3D2SMILES: Translating Physical Molecular Models into Digital DeepSMILES Notations Using Deep Learning

Wenqi Guo,Yiyang Du,Mohamed Shehata
DOI: https://doi.org/10.26434/chemrxiv-2024-zvcb4
2024-08-05
Abstract:Physical molecular models are widely used in educational settings for teaching organic and other branches of chemistry, offering an intuitive way of understanding molecular structures. Conversely, virtual models, while less intuitive, provide additional functionalities such as the ability to retrieve molecular names and other properties. Currently, to the best of our knowledge, there is a gap between 3D molecular models and their digital counterparts. This paper introduces a computer vision model designed to bridge this gap by converting images of physical molecular models into their digital DeepSMILES representations. This conversion facilitates further information retrieval, enhancing educational utility. We developed both synthetic and real datasets to train our model and evaluated its performance across various dataset combinations, model architectures, and dataset sizes. Additionally, we attempted to improve the model's accuracy by multi-image input and beam search. We achieved 62.0\% top-1 accuracy and 80.3\% top-3 accuracy with beam search and multi-image input on our validation set. We also explored the model's characteristics, such as explainability by saliency maps, error analysis, and examined its calibration. We also discussed the model's limitations and directions for future research.
Chemistry
What problem does this paper attempt to address?
The main goal of this paper is to develop a computer vision model that can convert physical molecular models into their digital representations—specifically, into DeepSMILES notation. This conversion helps to extract more molecular information from physical models, enhancing their application value in the field of education.
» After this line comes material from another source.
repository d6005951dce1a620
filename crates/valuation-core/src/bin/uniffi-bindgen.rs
fn main() {
    uniffi::uniffi_bindgen_main()
}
To achieve this goal, the researchers constructed two datasets: one is a computer-generated 3D molecular model dataset, and the other is a real-world 3D molecular model dataset. They also trained a model based on these datasets, which can convert images of physical molecular models into the corresponding Simplified Molecular Input Line Entry System (SMILES) notation. Additionally, the research team attempted to improve the accuracy of the output through multi-image input and beam search methods. Through experiments, the model achieved a top-1 accuracy of 62.0% and a top-3 accuracy of 80.3% on the validation set. The study also explored some characteristics of the model, such as interpretability, error analysis, and model calibration, and discussed the limitations of the model and directions for future research. Overall, this work aims to bridge the gap between physical molecular models and digital representations, providing more intuitive and functionally rich tools for chemical education.